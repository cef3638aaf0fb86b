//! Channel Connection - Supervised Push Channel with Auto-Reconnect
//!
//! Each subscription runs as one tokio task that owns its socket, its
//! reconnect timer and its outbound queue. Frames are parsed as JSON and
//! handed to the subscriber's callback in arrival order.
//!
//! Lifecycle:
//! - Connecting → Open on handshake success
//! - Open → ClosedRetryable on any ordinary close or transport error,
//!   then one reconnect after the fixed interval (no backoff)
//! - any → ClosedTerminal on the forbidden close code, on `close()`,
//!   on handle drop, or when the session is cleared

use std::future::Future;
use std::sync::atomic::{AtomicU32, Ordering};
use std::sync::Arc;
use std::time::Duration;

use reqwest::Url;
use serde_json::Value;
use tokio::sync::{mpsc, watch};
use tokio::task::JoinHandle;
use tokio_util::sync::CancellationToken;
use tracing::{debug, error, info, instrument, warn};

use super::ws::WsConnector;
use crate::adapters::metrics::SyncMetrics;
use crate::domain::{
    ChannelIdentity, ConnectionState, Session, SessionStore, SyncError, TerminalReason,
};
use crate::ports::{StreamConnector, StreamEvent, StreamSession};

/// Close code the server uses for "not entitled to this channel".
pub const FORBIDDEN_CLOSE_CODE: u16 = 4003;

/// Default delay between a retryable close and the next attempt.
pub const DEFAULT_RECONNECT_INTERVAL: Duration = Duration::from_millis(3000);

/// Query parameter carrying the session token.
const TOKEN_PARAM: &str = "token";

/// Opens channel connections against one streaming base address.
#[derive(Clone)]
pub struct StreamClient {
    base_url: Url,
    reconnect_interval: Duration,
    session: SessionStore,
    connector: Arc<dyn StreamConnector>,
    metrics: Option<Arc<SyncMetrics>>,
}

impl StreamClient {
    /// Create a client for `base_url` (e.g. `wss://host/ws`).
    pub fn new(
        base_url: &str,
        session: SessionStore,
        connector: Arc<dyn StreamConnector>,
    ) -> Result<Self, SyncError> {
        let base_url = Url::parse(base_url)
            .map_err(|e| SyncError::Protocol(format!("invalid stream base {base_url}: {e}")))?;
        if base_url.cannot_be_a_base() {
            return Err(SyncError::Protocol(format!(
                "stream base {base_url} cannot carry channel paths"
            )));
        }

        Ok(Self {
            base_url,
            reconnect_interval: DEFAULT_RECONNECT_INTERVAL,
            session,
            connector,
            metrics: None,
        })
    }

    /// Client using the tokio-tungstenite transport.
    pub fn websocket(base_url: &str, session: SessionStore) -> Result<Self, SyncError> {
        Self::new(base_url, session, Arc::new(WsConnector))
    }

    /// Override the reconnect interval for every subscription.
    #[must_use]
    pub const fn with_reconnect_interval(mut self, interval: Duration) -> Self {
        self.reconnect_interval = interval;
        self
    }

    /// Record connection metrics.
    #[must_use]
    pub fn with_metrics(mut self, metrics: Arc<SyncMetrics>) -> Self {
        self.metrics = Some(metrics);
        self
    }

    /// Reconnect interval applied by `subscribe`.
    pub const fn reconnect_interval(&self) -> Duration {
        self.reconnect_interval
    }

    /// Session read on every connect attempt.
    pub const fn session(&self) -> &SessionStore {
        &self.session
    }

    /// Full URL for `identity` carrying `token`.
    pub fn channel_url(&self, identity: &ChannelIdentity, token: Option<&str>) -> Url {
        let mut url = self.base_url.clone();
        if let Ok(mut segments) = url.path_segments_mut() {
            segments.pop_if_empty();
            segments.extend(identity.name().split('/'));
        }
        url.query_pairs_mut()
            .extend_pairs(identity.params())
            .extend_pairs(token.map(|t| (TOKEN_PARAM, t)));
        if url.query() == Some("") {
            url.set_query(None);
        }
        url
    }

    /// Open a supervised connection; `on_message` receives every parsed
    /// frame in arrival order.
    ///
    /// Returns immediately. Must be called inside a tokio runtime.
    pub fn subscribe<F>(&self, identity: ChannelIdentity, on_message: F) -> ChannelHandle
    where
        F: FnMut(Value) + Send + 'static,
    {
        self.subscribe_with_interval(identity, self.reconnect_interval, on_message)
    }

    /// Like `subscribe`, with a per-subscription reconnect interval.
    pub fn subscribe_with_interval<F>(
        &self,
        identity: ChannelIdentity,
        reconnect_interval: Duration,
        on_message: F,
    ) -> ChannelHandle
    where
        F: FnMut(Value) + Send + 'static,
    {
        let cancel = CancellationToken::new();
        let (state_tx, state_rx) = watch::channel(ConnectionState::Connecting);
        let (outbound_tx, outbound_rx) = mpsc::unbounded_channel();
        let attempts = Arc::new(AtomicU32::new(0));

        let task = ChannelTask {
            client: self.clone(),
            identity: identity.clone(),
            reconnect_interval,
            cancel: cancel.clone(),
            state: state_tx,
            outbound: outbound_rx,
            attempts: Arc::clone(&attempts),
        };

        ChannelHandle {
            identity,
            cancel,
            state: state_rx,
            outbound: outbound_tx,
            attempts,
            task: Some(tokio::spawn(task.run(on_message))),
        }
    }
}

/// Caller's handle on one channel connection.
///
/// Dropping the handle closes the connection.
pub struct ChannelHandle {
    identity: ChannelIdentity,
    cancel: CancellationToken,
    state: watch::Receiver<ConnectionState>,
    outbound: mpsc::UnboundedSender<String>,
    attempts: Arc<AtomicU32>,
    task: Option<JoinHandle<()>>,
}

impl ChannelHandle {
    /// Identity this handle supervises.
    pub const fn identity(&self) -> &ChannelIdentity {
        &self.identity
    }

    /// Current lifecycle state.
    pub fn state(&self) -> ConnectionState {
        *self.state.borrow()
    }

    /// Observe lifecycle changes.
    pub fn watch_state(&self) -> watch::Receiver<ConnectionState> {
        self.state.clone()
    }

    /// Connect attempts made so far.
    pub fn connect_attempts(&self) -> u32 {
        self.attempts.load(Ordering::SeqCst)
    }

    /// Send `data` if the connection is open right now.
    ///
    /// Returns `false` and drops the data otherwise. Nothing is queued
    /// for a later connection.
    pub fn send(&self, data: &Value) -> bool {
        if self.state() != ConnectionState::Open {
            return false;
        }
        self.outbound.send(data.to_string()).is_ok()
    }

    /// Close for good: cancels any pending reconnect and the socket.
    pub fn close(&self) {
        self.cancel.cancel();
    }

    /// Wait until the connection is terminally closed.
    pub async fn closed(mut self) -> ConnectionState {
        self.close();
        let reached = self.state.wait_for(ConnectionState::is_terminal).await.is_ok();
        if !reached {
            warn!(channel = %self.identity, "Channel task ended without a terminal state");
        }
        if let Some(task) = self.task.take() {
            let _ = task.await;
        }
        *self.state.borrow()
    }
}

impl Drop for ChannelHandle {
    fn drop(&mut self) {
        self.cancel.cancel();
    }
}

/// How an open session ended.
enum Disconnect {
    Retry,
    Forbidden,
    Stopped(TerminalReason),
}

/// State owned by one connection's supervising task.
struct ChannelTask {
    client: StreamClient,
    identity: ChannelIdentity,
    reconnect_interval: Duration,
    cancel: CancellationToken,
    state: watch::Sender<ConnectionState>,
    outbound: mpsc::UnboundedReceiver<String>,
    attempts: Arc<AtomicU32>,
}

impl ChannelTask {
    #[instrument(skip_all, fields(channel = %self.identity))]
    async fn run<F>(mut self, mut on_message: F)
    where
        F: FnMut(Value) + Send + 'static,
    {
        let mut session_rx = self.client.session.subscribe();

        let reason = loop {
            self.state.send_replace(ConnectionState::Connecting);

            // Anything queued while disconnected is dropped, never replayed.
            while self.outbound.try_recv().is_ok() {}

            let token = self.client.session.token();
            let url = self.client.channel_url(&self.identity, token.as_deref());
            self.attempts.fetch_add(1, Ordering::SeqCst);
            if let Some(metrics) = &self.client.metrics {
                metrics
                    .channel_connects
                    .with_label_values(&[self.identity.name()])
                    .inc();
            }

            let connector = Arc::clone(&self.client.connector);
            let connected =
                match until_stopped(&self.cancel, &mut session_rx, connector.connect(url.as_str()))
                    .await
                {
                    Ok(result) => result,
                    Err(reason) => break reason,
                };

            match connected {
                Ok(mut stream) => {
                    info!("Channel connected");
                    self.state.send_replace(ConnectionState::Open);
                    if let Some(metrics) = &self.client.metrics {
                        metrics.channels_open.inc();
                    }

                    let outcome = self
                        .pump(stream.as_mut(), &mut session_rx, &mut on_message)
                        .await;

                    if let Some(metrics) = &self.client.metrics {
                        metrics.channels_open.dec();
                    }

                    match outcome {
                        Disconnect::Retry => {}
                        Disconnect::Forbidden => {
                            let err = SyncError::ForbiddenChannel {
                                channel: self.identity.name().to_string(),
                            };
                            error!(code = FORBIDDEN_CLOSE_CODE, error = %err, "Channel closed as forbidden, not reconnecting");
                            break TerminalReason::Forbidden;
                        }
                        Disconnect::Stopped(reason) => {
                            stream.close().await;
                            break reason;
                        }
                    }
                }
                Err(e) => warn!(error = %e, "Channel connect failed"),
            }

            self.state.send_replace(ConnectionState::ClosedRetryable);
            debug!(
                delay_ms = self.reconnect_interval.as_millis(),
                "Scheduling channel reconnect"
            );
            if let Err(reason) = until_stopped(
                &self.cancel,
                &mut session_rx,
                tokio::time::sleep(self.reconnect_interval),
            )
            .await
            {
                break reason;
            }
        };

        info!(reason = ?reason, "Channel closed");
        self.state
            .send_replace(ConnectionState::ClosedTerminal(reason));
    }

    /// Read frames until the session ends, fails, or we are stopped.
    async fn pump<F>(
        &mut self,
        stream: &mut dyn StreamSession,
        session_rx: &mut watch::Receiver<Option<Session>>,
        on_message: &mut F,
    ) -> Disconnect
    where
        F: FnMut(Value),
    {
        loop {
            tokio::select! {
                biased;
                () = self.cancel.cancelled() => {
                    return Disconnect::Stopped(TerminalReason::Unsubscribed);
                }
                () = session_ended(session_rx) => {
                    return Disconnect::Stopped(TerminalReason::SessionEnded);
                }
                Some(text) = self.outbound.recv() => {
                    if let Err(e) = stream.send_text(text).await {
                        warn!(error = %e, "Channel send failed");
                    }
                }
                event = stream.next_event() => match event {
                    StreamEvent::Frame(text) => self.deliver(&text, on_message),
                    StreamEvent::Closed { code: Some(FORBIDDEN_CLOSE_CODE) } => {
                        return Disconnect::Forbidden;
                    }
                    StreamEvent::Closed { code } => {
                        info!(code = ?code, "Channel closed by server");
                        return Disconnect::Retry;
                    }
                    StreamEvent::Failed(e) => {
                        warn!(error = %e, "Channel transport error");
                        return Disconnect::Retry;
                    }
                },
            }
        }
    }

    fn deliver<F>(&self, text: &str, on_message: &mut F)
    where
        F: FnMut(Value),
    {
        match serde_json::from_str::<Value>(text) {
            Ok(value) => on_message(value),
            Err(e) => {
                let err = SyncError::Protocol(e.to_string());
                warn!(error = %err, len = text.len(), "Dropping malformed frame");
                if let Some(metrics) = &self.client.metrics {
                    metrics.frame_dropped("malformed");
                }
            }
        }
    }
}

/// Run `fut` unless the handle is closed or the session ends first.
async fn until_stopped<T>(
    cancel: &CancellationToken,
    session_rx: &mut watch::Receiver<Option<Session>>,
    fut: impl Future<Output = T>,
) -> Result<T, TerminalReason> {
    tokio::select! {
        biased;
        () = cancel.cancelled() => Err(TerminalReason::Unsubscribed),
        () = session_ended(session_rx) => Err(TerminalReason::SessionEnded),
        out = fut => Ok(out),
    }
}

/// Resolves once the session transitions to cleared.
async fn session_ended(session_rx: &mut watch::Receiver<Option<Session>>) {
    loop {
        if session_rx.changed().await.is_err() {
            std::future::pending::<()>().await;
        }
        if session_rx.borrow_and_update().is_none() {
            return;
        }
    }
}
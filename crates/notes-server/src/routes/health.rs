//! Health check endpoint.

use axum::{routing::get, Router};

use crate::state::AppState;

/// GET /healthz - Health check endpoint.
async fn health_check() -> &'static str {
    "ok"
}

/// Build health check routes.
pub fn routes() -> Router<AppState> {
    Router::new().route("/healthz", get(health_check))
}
------
_Exercise_: Using the records above, report the count of lines holding "pending" and nothing else.

_Result of this task_: 2